# TASK
Reproduce, please, only the lines from the first line below to the line containing "use gramlens_core::AppConfig;", inclusive.

# GIVEN INFORMATION
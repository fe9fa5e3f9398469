//! Raw response shapes for the Graph API business-discovery expansion.

use serde::Deserialize;

/// One media record under `business_discovery.media.data`.
///
/// Field availability depends on media type: images carry `media_url`,
/// videos carry `thumbnail_url` and sometimes no `media_url` at all.
#[derive(Debug, Clone, Deserialize)]
pub struct GraphMedia {
    pub id: Option<String>,
    pub permalink: Option<String>,
    pub caption: Option<String>,
    pub like_count: Option<u64>,
    pub comments_count: Option<u64>,
    pub media_url: Option<String>,
    pub thumbnail_url: Option<String>,
    pub media_type: Option<String>,
    pub timestamp: Option<String>,
}

#[derive(Debug, Deserialize)]
pub struct MediaConnection {
    #[serde(default)]
    pub data: Vec<GraphMedia>,
}

#[derive(Debug, Deserialize)]
pub struct BusinessDiscovery {
    pub username: Option<String>,
    pub media: Option<MediaConnection>,
}

/// Top-level envelope of a successful discovery request.
#[derive(Debug, Deserialize)]
pub struct BusinessDiscoveryResponse {
    pub business_discovery: BusinessDiscovery,
}

/// Top-level envelope of a failed request.
#[derive(Debug, Deserialize)]
pub struct ErrorEnvelope {
    pub error: ApiError,
}

#[derive(Debug, Deserialize)]
pub struct ApiError {
    pub message: Option<String>,
    pub code: Option<i64>,
    #[serde(rename = "type")]
    pub kind: Option<String>,
}
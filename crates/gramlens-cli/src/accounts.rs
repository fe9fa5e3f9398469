//! Account roster command handler.

use gramlens_core::AppConfig;

pub(crate) fn run_accounts(config: &AppConfig) -> anyhow::Result<()> {
    let roster = gramlens_core::load_accounts(&config.accounts_path)?;

    println!("{:<25}NOTES", "HANDLE");
    for account in &roster.accounts {
        println!(
            "{:<25}{}",
            account.handle,
            account.notes.as_deref().unwrap_or("")
        );
    }

    println!();
    println!(
        "{} accounts configured in {}",
        roster.accounts.len(),
        config.accounts_path.display()
    );
    Ok(())
}
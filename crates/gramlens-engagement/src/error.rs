use thiserror::Error;

/// Errors raised while exporting a report.
#[derive(Debug, Error)]
pub enum ExportError {
    #[error("I/O error: {0}")]
    Io(#[from] std::io::Error),

    #[error("CSV error: {0}")]
    Csv(#[from] csv::Error),
}
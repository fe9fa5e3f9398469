//! CSV export of the engagement report.

use std::fs::File;
use std::io::Write;
use std::path::Path;

use crate::error::ExportError;
use crate::types::EngagementReport;

/// UTF-8 byte-order mark, written ahead of the CSV so spreadsheet tools
/// detect the encoding instead of assuming a legacy code page. Captions in
/// this domain are frequently Japanese and come out garbled without it.
const UTF8_BOM: &[u8] = &[0xEF, 0xBB, 0xBF];

const HEADER: [&str; 7] = [
    "account",
    "permalink",
    "media_url",
    "like_count",
    "comment_count",
    "caption_excerpt",
    "is_outlier",
];

/// Writes the report as CSV to any writer, ranked rows in report order.
///
/// Absent media URLs become empty fields; the outlier flag renders as
/// `true`/`false`.
///
/// # Errors
///
/// Returns [`ExportError`] on any I/O or CSV failure.
pub fn write_csv<W: Write>(report: &EngagementReport, mut writer: W) -> Result<(), ExportError> {
    writer.write_all(UTF8_BOM)?;

    let mut csv_writer = csv::Writer::from_writer(writer);
    csv_writer.write_record(HEADER)?;

    for analyzed in &report.posts {
        let post = &analyzed.post;
        let like_count = post.like_count.to_string();
        let comment_count = post.comment_count.to_string();
        csv_writer.write_record([
            post.account.as_str(),
            post.permalink.as_str(),
            post.media_url.as_deref().unwrap_or(""),
            like_count.as_str(),
            comment_count.as_str(),
            post.caption_excerpt.as_str(),
            if analyzed.is_outlier { "true" } else { "false" },
        ])?;
    }

    csv_writer.flush()?;
    Ok(())
}

/// Writes the report to a file, creating parent directories as needed.
///
/// # Errors
///
/// Returns [`ExportError`] if a directory or the file cannot be created,
/// or on any failure from [`write_csv`].
pub fn write_csv_file(report: &EngagementReport, path: &Path) -> Result<(), ExportError> {
    if let Some(parent) = path.parent() {
        if !parent.as_os_str().is_empty() {
            std::fs::create_dir_all(parent)?;
        }
    }
    let file = File::create(path)?;
    write_csv(report, file)
}

#[cfg(test)]
mod tests {
    use gramlens_core::CanonicalPost;

    use super::*;
    use crate::types::{AnalyzedPost, EngagementReport};

    fn report_with(posts: Vec<AnalyzedPost>) -> EngagementReport {
        EngagementReport {
            posts,
            account_means: vec![],
        }
    }

    fn analyzed(account: &str, caption: &str, like_count: u64, is_outlier: bool) -> AnalyzedPost {
        AnalyzedPost {
            post: CanonicalPost {
                account: account.to_string(),
                permalink: format!("https://www.instagram.com/p/{account}/"),
                media_url: Some("https://cdn.example.com/a.jpg".to_string()),
                like_count,
                comment_count: 3,
                caption_excerpt: caption.to_string(),
            },
            group_mean_likes: 10.0,
            is_outlier,
        }
    }

    fn rendered(report: &EngagementReport) -> String {
        let mut buffer = Vec::new();
        write_csv(report, &mut buffer).expect("write should succeed");
        String::from_utf8(buffer).expect("output should be UTF-8")
    }

    #[test]
    fn output_starts_with_bom() {
        let mut buffer = Vec::new();
        write_csv(&report_with(vec![]), &mut buffer).unwrap();
        assert_eq!(&buffer[..3], UTF8_BOM);
    }

    #[test]
    fn empty_report_is_bom_plus_header() {
        let text = rendered(&report_with(vec![]));
        let body = text.strip_prefix('\u{feff}').expect("BOM present");
        assert_eq!(
            body,
            "account,permalink,media_url,like_count,comment_count,caption_excerpt,is_outlier\n"
        );
    }

    #[test]
    fn rows_render_in_report_order_with_flags() {
        let text = rendered(&report_with(vec![
            analyzed("a", "top post", 100, true),
            analyzed("a", "normal post", 10, false),
        ]));
        let body = text.strip_prefix('\u{feff}').unwrap();
        let lines: Vec<&str> = body.lines().collect();
        assert_eq!(lines.len(), 3);
        assert_eq!(
            lines[1],
            "a,https://www.instagram.com/p/a/,https://cdn.example.com/a.jpg,100,3,top post,true"
        );
        assert_eq!(
            lines[2],
            "a,https://www.instagram.com/p/a/,https://cdn.example.com/a.jpg,10,3,normal post,false"
        );
    }

    #[test]
    fn absent_media_url_is_empty_field() {
        let mut row = analyzed("a", "caption", 5, false);
        row.post.media_url = None;
        let text = rendered(&report_with(vec![row]));
        assert!(text.contains(",https://www.instagram.com/p/a/,,5,"));
    }

    #[test]
    fn caption_with_comma_is_quoted() {
        let text = rendered(&report_with(vec![analyzed("a", "one, two", 5, false)]));
        assert!(text.contains("\"one, two\""));
    }

    #[test]
    fn multibyte_captions_survive() {
        let text = rendered(&report_with(vec![analyzed("a", "新作タイトル発売", 5, false)]));
        assert!(text.contains("新作タイトル発売"));
    }
}
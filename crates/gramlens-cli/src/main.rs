//! Command-line entry point for gramlens.

mod accounts;
mod research;

use clap::{Parser, Subcommand, ValueEnum};
use std::path::PathBuf;

#[derive(Debug, Parser)]
#[command(name = "gramlens")]
#[command(about = "Instagram engagement research from the command line", long_about = None)]
struct Cli {
    #[command(subcommand)]
    command: Commands,
}

#[derive(Debug, Subcommand)]
enum Commands {
    /// Fetch recent posts for the configured accounts, rank them by likes,
    /// and export the engagement report as CSV
    Research {
        /// Restrict the run to these handles (comma-separated or repeated);
        /// defaults to every account in the roster file
        #[arg(long, value_delimiter = ',')]
        accounts: Vec<String>,

        /// Number of recent posts to request per account (defaults to
        /// GRAMLENS_FETCH_COUNT)
        #[arg(long)]
        count: Option<u32>,

        /// Which API the posts are fetched from
        #[arg(long, value_enum, default_value_t = Source::Graph)]
        source: Source,

        /// Caption excerpt length in characters (defaults to
        /// GRAMLENS_CAPTION_EXCERPT_CHARS)
        #[arg(long)]
        excerpt_chars: Option<usize>,

        /// Write the CSV here instead of the timestamped path under data/
        #[arg(long)]
        out: Option<PathBuf>,

        /// Print what would be fetched without making any network calls
        #[arg(long)]
        dry_run: bool,
    },
    /// List the account roster the research command runs against
    Accounts,
}

#[derive(Debug, Clone, Copy, PartialEq, Eq, ValueEnum)]
enum Source {
    /// Private mobile feed API, authenticated with username and password
    Feed,
    /// Business discovery on the Graph API, authenticated with an access token
    Graph,
}

impl Source {
    fn as_str(self) -> &'static str {
        match self {
            Self::Feed => "feed",
            Self::Graph => "graph",
        }
    }
}

// Required by `default_value_t`; must render exactly the value-enum names.
impl std::fmt::Display for Source {
    fn fmt(&self, f: &mut std::fmt::Formatter<'_>) -> std::fmt::Result {
        f.write_str(self.as_str())
    }
}

#[tokio::main]
async fn main() -> anyhow::Result<()> {
    dotenvy::dotenv().ok();
    tracing_subscriber::fmt::init();

    let cli = Cli::parse();
    let config = gramlens_core::load_app_config_from_env()?;

    match cli.command {
        Commands::Research {
            accounts,
            count,
            source,
            excerpt_chars,
            out,
            dry_run,
        } => {
            research::run_research(
                &config,
                &accounts,
                count,
                source,
                excerpt_chars,
                out.as_deref(),
                dry_run,
            )
            .await
        }
        Commands::Accounts => accounts::run_accounts(&config),
    }
}

#[cfg(test)]
mod tests {
    use clap::Parser;

    use super::{Cli, Commands, Source};

    #[test]
    fn parses_research_defaults() {
        let cli = Cli::try_parse_from(["gramlens", "research"]).unwrap();
        match cli.command {
            Commands::Research {
                accounts,
                count,
                source,
                excerpt_chars,
                out,
                dry_run,
            } => {
                assert!(accounts.is_empty());
                assert_eq!(count, None);
                assert_eq!(source, Source::Graph);
                assert_eq!(excerpt_chars, None);
                assert_eq!(out, None);
                assert!(!dry_run);
            }
            Commands::Accounts => panic!("expected research command"),
        }
    }

    #[test]
    fn parses_comma_separated_accounts() {
        let cli =
            Cli::try_parse_from(["gramlens", "research", "--accounts", "nintendo_jp,sony"])
                .unwrap();
        match cli.command {
            Commands::Research { accounts, .. } => {
                assert_eq!(accounts, vec!["nintendo_jp", "sony"]);
            }
            Commands::Accounts => panic!("expected research command"),
        }
    }

    #[test]
    fn parses_repeated_accounts_flag() {
        let cli = Cli::try_parse_from([
            "gramlens",
            "research",
            "--accounts",
            "nintendo_jp",
            "--accounts",
            "xbox",
        ])
        .unwrap();
        match cli.command {
            Commands::Research { accounts, .. } => {
                assert_eq!(accounts, vec!["nintendo_jp", "xbox"]);
            }
            Commands::Accounts => panic!("expected research command"),
        }
    }

    #[test]
    fn parses_feed_source_and_count() {
        let cli = Cli::try_parse_from([
            "gramlens",
            "research",
            "--source",
            "feed",
            "--count",
            "25",
        ])
        .unwrap();
        match cli.command {
            Commands::Research { source, count, .. } => {
                assert_eq!(source, Source::Feed);
                assert_eq!(count, Some(25));
            }
            Commands::Accounts => panic!("expected research command"),
        }
    }

    #[test]
    fn parses_excerpt_chars_override() {
        let cli = Cli::try_parse_from(["gramlens", "research", "--excerpt-chars", "30"]).unwrap();
        match cli.command {
            Commands::Research { excerpt_chars, .. } => {
                assert_eq!(excerpt_chars, Some(30));
            }
            Commands::Accounts => panic!("expected research command"),
        }
    }

    #[test]
    fn parses_out_path_and_dry_run() {
        let cli = Cli::try_parse_from([
            "gramlens",
            "research",
            "--out",
            "reports/latest.csv",
            "--dry-run",
        ])
        .unwrap();
        match cli.command {
            Commands::Research { out, dry_run, .. } => {
                assert_eq!(out.unwrap().to_str(), Some("reports/latest.csv"));
                assert!(dry_run);
            }
            Commands::Accounts => panic!("expected research command"),
        }
    }

    #[test]
    fn parses_accounts_subcommand() {
        let cli = Cli::try_parse_from(["gramlens", "accounts"]).unwrap();
        assert!(matches!(cli.command, Commands::Accounts));
    }

    #[test]
    fn rejects_unknown_source() {
        let result = Cli::try_parse_from(["gramlens", "research", "--source", "rss"]);
        assert!(result.is_err());
    }

    #[test]
    fn source_labels() {
        assert_eq!(Source::Feed.as_str(), "feed");
        assert_eq!(Source::Graph.as_str(), "graph");
    }
}
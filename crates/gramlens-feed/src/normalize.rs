//! Conversion from raw feed records to canonical posts.

use gramlens_core::{caption_excerpt, CanonicalPost};

use crate::error::FeedError;
use crate::types::FeedItem;

/// Converts one raw feed record into a [`CanonicalPost`].
///
/// `account` is the queried handle, carried through verbatim as the grouping
/// key. Missing engagement counts normalize to zero and a missing caption to
/// an empty excerpt; only a missing shortcode makes the record unusable,
/// since no permalink can be built without one.
///
/// # Errors
///
/// Returns [`FeedError::MalformedRecord`] when the record has no shortcode.
pub fn normalize_post(
    account: &str,
    item: &FeedItem,
    excerpt_chars: usize,
) -> Result<CanonicalPost, FeedError> {
    let code = item
        .code
        .as_deref()
        .filter(|c| !c.is_empty())
        .ok_or_else(|| FeedError::MalformedRecord {
            media_id: item.id.clone().unwrap_or_else(|| "<unknown>".to_string()),
            reason: "missing shortcode".to_string(),
        })?;

    let caption = item
        .caption
        .as_ref()
        .and_then(|c| c.text.as_deref())
        .unwrap_or_default();

    Ok(CanonicalPost {
        account: account.to_owned(),
        permalink: format!("https://www.instagram.com/p/{code}/"),
        media_url: resolve_media_url(item),
        like_count: item.like_count.unwrap_or(0),
        comment_count: item.comment_count.unwrap_or(0),
        caption_excerpt: caption_excerpt(caption, excerpt_chars),
    })
}

/// Resolves a preview image URL.
///
/// Prefers the record's own thumbnail field; falls back to the first
/// image-version candidate. Later candidates are never consulted, so a first
/// candidate without a URL yields `None`.
fn resolve_media_url(item: &FeedItem) -> Option<String> {
    if let Some(thumb) = item.thumbnail_url.as_deref() {
        if !thumb.is_empty() {
            return Some(thumb.to_owned());
        }
    }

    item.image_versions2
        .as_ref()
        .and_then(|versions| versions.candidates.first())
        .and_then(|candidate| candidate.url.clone())
}

#[cfg(test)]
mod tests {
    use super::*;
    use crate::types::{Caption, ImageCandidate, ImageVersions};

    fn item(code: Option<&str>) -> FeedItem {
        FeedItem {
            id: Some("3141592653589793238_787132".to_string()),
            code: code.map(str::to_string),
            like_count: Some(120),
            comment_count: Some(8),
            caption: Some(Caption {
                text: Some("launch day\nmore below".to_string()),
            }),
            thumbnail_url: Some("https://cdn.example.com/thumb.jpg".to_string()),
            image_versions2: Some(ImageVersions {
                candidates: vec![ImageCandidate {
                    url: Some("https://cdn.example.com/candidate.jpg".to_string()),
                }],
            }),
        }
    }

    #[test]
    fn normalizes_full_record() {
        let post = normalize_post("nintendo_jp", &item(Some("DHq4zXwy8Mb")), 50).unwrap();
        assert_eq!(post.account, "nintendo_jp");
        assert_eq!(post.permalink, "https://www.instagram.com/p/DHq4zXwy8Mb/");
        assert_eq!(
            post.media_url.as_deref(),
            Some("https://cdn.example.com/thumb.jpg")
        );
        assert_eq!(post.like_count, 120);
        assert_eq!(post.comment_count, 8);
        assert_eq!(post.caption_excerpt, "launch day more below");
    }

    #[test]
    fn missing_shortcode_is_malformed() {
        let err = normalize_post("nintendo_jp", &item(None), 50).unwrap_err();
        match err {
            FeedError::MalformedRecord { media_id, reason } => {
                assert_eq!(media_id, "3141592653589793238_787132");
                assert!(reason.contains("shortcode"));
            }
            other => panic!("unexpected error: {other:?}"),
        }
    }

    #[test]
    fn empty_shortcode_is_malformed() {
        let err = normalize_post("nintendo_jp", &item(Some("")), 50).unwrap_err();
        assert!(matches!(err, FeedError::MalformedRecord { .. }));
    }

    #[test]
    fn missing_counts_default_to_zero() {
        let mut raw = item(Some("DHq4zXwy8Mb"));
        raw.like_count = None;
        raw.comment_count = None;
        let post = normalize_post("sony", &raw, 50).unwrap();
        assert_eq!(post.like_count, 0);
        assert_eq!(post.comment_count, 0);
    }

    #[test]
    fn missing_caption_yields_empty_excerpt() {
        let mut raw = item(Some("DHq4zXwy8Mb"));
        raw.caption = None;
        let post = normalize_post("sony", &raw, 50).unwrap();
        assert_eq!(post.caption_excerpt, "");
    }

    #[test]
    fn null_caption_text_yields_empty_excerpt() {
        let mut raw = item(Some("DHq4zXwy8Mb"));
        raw.caption = Some(Caption { text: None });
        let post = normalize_post("sony", &raw, 50).unwrap();
        assert_eq!(post.caption_excerpt, "");
    }

    #[test]
    fn empty_thumbnail_falls_back_to_candidate() {
        let mut raw = item(Some("DHq4zXwy8Mb"));
        raw.thumbnail_url = Some(String::new());
        let post = normalize_post("sony", &raw, 50).unwrap();
        assert_eq!(
            post.media_url.as_deref(),
            Some("https://cdn.example.com/candidate.jpg")
        );
    }

    #[test]
    fn missing_thumbnail_falls_back_to_candidate() {
        let mut raw = item(Some("DHq4zXwy8Mb"));
        raw.thumbnail_url = None;
        let post = normalize_post("sony", &raw, 50).unwrap();
        assert_eq!(
            post.media_url.as_deref(),
            Some("https://cdn.example.com/candidate.jpg")
        );
    }

    #[test]
    fn no_media_at_all_yields_none() {
        let mut raw = item(Some("DHq4zXwy8Mb"));
        raw.thumbnail_url = None;
        raw.image_versions2 = None;
        let post = normalize_post("sony", &raw, 50).unwrap();
        assert!(post.media_url.is_none());
    }

    #[test]
    fn first_candidate_without_url_yields_none() {
        let mut raw = item(Some("DHq4zXwy8Mb"));
        raw.thumbnail_url = None;
        raw.image_versions2 = Some(ImageVersions {
            candidates: vec![
                ImageCandidate { url: None },
                ImageCandidate {
                    url: Some("https://cdn.example.com/second.jpg".to_string()),
                },
            ],
        });
        let post = normalize_post("sony", &raw, 50).unwrap();
        assert!(post.media_url.is_none());
    }

    #[test]
    fn empty_candidate_list_yields_none() {
        let mut raw = item(Some("DHq4zXwy8Mb"));
        raw.thumbnail_url = None;
        raw.image_versions2 = Some(ImageVersions { candidates: vec![] });
        let post = normalize_post("sony", &raw, 50).unwrap();
        assert!(post.media_url.is_none());
    }

    #[test]
    fn excerpt_length_flows_through() {
        let mut raw = item(Some("DHq4zXwy8Mb"));
        raw.caption = Some(Caption {
            text: Some("x".repeat(100)),
        });
        let post = normalize_post("sony", &raw, 30).unwrap();
        assert_eq!(post.caption_excerpt.chars().count(), 30);
    }
}
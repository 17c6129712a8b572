//! The expression grammar: precedence climbing over the unary and primary parsers.
//!
//! Implicit multiplication is treated as an invisible operator at the same precedence as `*`. It
//! is only inserted when a number literal or a reserved constant is directly followed by the
//! start of another operand, so `3x` is `3 * x` while `3 - x` stays a subtraction and `x y` is
//! rejected.

use super::{
    ast::{Binary, Call, ConstKind, Derivative, Expr, LitConst, LitNum, LitSym, Literal, Paren, Unary},
    error::{kind, Error},
    op::{Associativity, BinOp, BinOpKind, Precedence, UnaryOp, UnaryOpKind},
    Parse,
    Parser,
};
use crate::tokenizer::TokenKind;

/// The built-in functions that take exactly one argument.
const UNARY_FUNCTIONS: [&str; 8] = ["exp", "ln", "sin", "cos", "tan", "sec", "csc", "cot"];

/// Returns the name and arity of the given built-in function, or [`None`] if the name is not
/// reserved.
fn builtin_arity(name: &str) -> Option<(&'static str, usize)> {
    if name == "log" {
        Some(("log", 2))
    } else {
        UNARY_FUNCTIONS.iter()
            .find(|func| **func == name)
            .map(|func| (*func, 1))
    }
}

/// Returns true if the given token kind can begin an operand.
fn starts_operand(kind: TokenKind) -> bool {
    matches!(
        kind,
        TokenKind::Name | TokenKind::Int | TokenKind::Float | TokenKind::OpenParen,
    )
}

/// Returns true if the expression can act as the left-hand side of an implicit multiplication,
/// i.e. its final token is a number literal or a reserved constant.
fn implicit_head(expr: &Expr) -> bool {
    match expr {
        Expr::Literal(Literal::Number(_) | Literal::Constant(_)) => true,
        Expr::Binary(binary) => implicit_head(&binary.rhs),
        Expr::Unary(unary) => implicit_head(&unary.operand),
        _ => false,
    }
}

/// Parses an expression, consuming operators whose precedence is at least `min`.
fn parse_expr_prec(input: &mut Parser, min: Precedence) -> Result<Expr, Error> {
    let mut lhs = parse_unary_or_lower(input)?;

    loop {
        let Some((token_kind, token_span)) = input.peek_token()
            .map(|token| (token.kind, token.span.clone()))
        else {
            break;
        };

        if let Some(op_kind) = BinOpKind::from_token(token_kind) {
            if op_kind.precedence() < min {
                break;
            }
            input.next_token()?;

            // a right-associative operator may consume another operator of the same precedence
            // on its right-hand side; a left-associative operator may not
            let rhs_min = match op_kind.associativity() {
                Associativity::Right => op_kind.precedence(),
                Associativity::Left => op_kind.precedence().next(),
            };
            let rhs = parse_expr_prec(input, rhs_min)?;

            let span = lhs.span().start..rhs.span().end;
            lhs = Expr::Binary(Binary {
                lhs: Box::new(lhs),
                op: BinOp { kind: op_kind, implicit: false, span: token_span },
                rhs: Box::new(rhs),
                span,
            });
        } else if starts_operand(token_kind)
            && Precedence::Factor >= min
            && implicit_head(&lhs)
        {
            let rhs = parse_expr_prec(input, Precedence::Factor.next())?;

            let span = lhs.span().start..rhs.span().end;
            let op_span = lhs.span().end..rhs.span().start;
            lhs = Expr::Binary(Binary {
                lhs: Box::new(lhs),
                op: BinOp { kind: BinOpKind::Mul, implicit: true, span: op_span },
                rhs: Box::new(rhs),
                span,
            });
        } else {
            break;
        }
    }

    Ok(lhs)
}

/// Parses a unary expression, or any expression that binds tighter.
fn parse_unary_or_lower(input: &mut Parser) -> Result<Expr, Error> {
    if input.peek_token().map(|token| token.kind) == Some(TokenKind::Sub) {
        let op_token = input.next_token()?;
        let operand = parse_unary_or_lower(input)?;
        let span = op_token.span.start..operand.span().end;
        return Ok(Expr::Unary(Unary {
            op: UnaryOp { kind: UnaryOpKind::Neg, span: op_token.span },
            operand: Box::new(operand),
            span,
        }));
    }

    parse_primary(input)
}

/// Parses a primary expression: a literal, a parenthesized expression, a function call, or a
/// derivative.
fn parse_primary(input: &mut Parser) -> Result<Expr, Error> {
    let token = input.next_token()?;

    match token.kind {
        TokenKind::Int | TokenKind::Float => Ok(Expr::Literal(Literal::Number(LitNum {
            // the tokenizer only accepts lexemes `f64` can parse
            value: token.lexeme.parse().unwrap(),
            span: token.span,
        }))),
        TokenKind::Name => {
            if let Some(const_kind) = ConstKind::from_name(token.lexeme) {
                return Ok(Expr::Literal(Literal::Constant(LitConst {
                    kind: const_kind,
                    span: token.span,
                })));
            }

            if token.lexeme == "d" && derivative_ahead(input) {
                return parse_derivative(input, token.span);
            }

            if input.peek_token().map(|next| next.kind) == Some(TokenKind::OpenParen) {
                return parse_call(input, LitSym {
                    name: token.lexeme.to_string(),
                    span: token.span,
                });
            }

            Ok(Expr::Literal(Literal::Symbol(LitSym {
                name: token.lexeme.to_string(),
                span: token.span,
            })))
        },
        TokenKind::OpenParen => {
            if input.peek_token().map(|next| next.kind) == Some(TokenKind::CloseParen) {
                let close = input.next_token()?;
                return Err(Error::new(
                    vec![token.span.start..close.span.end],
                    kind::EmptyParenthesis,
                ));
            }

            let inner = parse_expr_prec(input, Precedence::Comma)?;
            match input.next_token() {
                Ok(next) if next.kind == TokenKind::CloseParen => Ok(Expr::Paren(Paren {
                    inner: Box::new(inner),
                    span: token.span.start..next.span.end,
                })),
                Ok(next) => Err(Error::new(vec![next.span], kind::UnexpectedToken {
                    expected: &[TokenKind::CloseParen],
                    found: next.kind,
                })),
                Err(_) => Err(Error::new(vec![token.span], kind::UnclosedParenthesis {
                    opening: true,
                })),
            }
        },
        TokenKind::Unknown => Err(Error::new(vec![token.span], kind::InvalidCharacter)),
        _ => Err(Error::new(vec![token.span], kind::UnexpectedToken {
            expected: &[
                TokenKind::Int,
                TokenKind::Float,
                TokenKind::Name,
                TokenKind::OpenParen,
                TokenKind::Sub,
            ],
            found: token.kind,
        })),
    }
}

/// After consuming a `d` name token, returns true if the following tokens spell out the rest of
/// a Leibniz derivative: `/`, a name beginning with `d` with at least one more character, and an
/// opening parenthesis.
fn derivative_ahead(input: &Parser) -> bool {
    let Some(div) = input.peek_token() else { return false };
    let Some(dvar) = input.peek_token_nth(1) else { return false };
    let Some(open) = input.peek_token_nth(2) else { return false };

    div.kind == TokenKind::Div
        && dvar.kind == TokenKind::Name
        && dvar.lexeme.len() > 1
        && dvar.lexeme.starts_with('d')
        && open.kind == TokenKind::OpenParen
}

/// Parses the remainder of a derivative, after the `d` name token has been consumed and
/// [`derivative_ahead`] has confirmed the form.
fn parse_derivative(input: &mut Parser, d_span: std::ops::Range<usize>) -> Result<Expr, Error> {
    input.next_token()?; // `/`
    let dvar = input.next_token()?;
    let open = input.next_token()?; // `(`

    let body = parse_expr_prec(input, Precedence::Comma)?;
    match input.next_token() {
        Ok(next) if next.kind == TokenKind::CloseParen => Ok(Expr::Derivative(Derivative {
            var: LitSym {
                name: dvar.lexeme[1..].to_string(),
                span: dvar.span.start + 1..dvar.span.end,
            },
            body: Box::new(body),
            span: d_span.start..next.span.end,
        })),
        Ok(next) => Err(Error::new(vec![next.span], kind::UnexpectedToken {
            expected: &[TokenKind::CloseParen],
            found: next.kind,
        })),
        Err(_) => Err(Error::new(vec![open.span], kind::UnclosedParenthesis {
            opening: true,
        })),
    }
}

/// Parses the argument list of a function call, after the name has been consumed, and checks the
/// arity of built-in functions.
fn parse_call(input: &mut Parser, name: LitSym) -> Result<Expr, Error> {
    let open = input.next_token()?; // `(`

    if input.peek_token().map(|next| next.kind) == Some(TokenKind::CloseParen) {
        let close = input.next_token()?;
        return Err(Error::new(
            vec![open.span.start..close.span.end],
            kind::EmptyParenthesis,
        ));
    }

    let mut args = Vec::new();
    let close_span = loop {
        // individual arguments bind tighter than the commas that separate them
        args.push(parse_expr_prec(input, Precedence::Eq)?);

        match input.next_token() {
            Ok(next) if next.kind == TokenKind::Comma => continue,
            Ok(next) if next.kind == TokenKind::CloseParen => break next.span,
            Ok(next) => return Err(Error::new(vec![next.span], kind::UnexpectedToken {
                expected: &[TokenKind::Comma, TokenKind::CloseParen],
                found: next.kind,
            })),
            Err(_) => return Err(Error::new(vec![open.span], kind::UnclosedParenthesis {
                opening: true,
            })),
        }
    };

    let span = name.span.start..close_span.end;
    if let Some((builtin, expected)) = builtin_arity(&name.name) {
        if args.len() != expected {
            return Err(Error::new(vec![span], kind::WrongArity {
                name: builtin,
                expected,
                given: args.len(),
            }));
        }
    }

    Ok(Expr::Call(Call {
        name,
        args,
        span,
        paren_span: open.span.start..close_span.end,
    }))
}

impl Parse for Expr {
    fn parse(input: &mut Parser) -> Result<Self, Error> {
        parse_expr_prec(input, Precedence::Comma)
    }
}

# FINISHED EXERCISE
repository fe9fa5e3f9398469
//! Raw response shapes for the Graph API business-discovery expansion.

use serde::Deserialize;

/// One media record under `business_discovery.media.data`.
///
/// Field availability depends on media type: images carry `media_url`,
/// videos carry `thumbnail_url` and sometimes no `media_url` at all.
#[derive(Debug, Clone, Deserialize)]
pub struct GraphMedia {
    pub id: Option<String>,
    pub permalink: Option<String>,
    pub caption: Option<String>,
    pub like_count: Option<u64>,
    pub comments_count: Option<u64>,
    pub media_url: Option<String>,
    pub thumbnail_url: Option<String>,
    pub media_type: Option<String>,
    pub timestamp: Option<String>,
}

#[derive(Debug, Deserialize)]
pub struct MediaConnection {
    #[serde(default)]
    pub data: Vec<GraphMedia>,
}

#[derive(Debug, Deserialize)]
pub struct BusinessDiscovery {
    pub username: Option<String>,
    pub media: Option<MediaConnection>,
}

/// Top-level envelope of a successful discovery request.
#[derive(Debug, Deserialize)]
pub struct BusinessDiscoveryResponse {
    pub business_discovery: BusinessDiscovery,
}

/// Top-level envelope of a failed request.
#[derive(Debug, Deserialize)]
pub struct ErrorEnvelope {
    pub error: ApiError,
}

#[derive(Debug, Deserialize)]
pub struct ApiError {
    pub message: Option<String>,
    pub code: Option<i64>,
    #[serde(rename = "type")]
    pub kind: Option<String>,
}
filename crates/gramlens-cli/src/accounts.rs
repository fe9fa5e3f9398469
//! Account roster command handler.

use gramlens_core::AppConfig;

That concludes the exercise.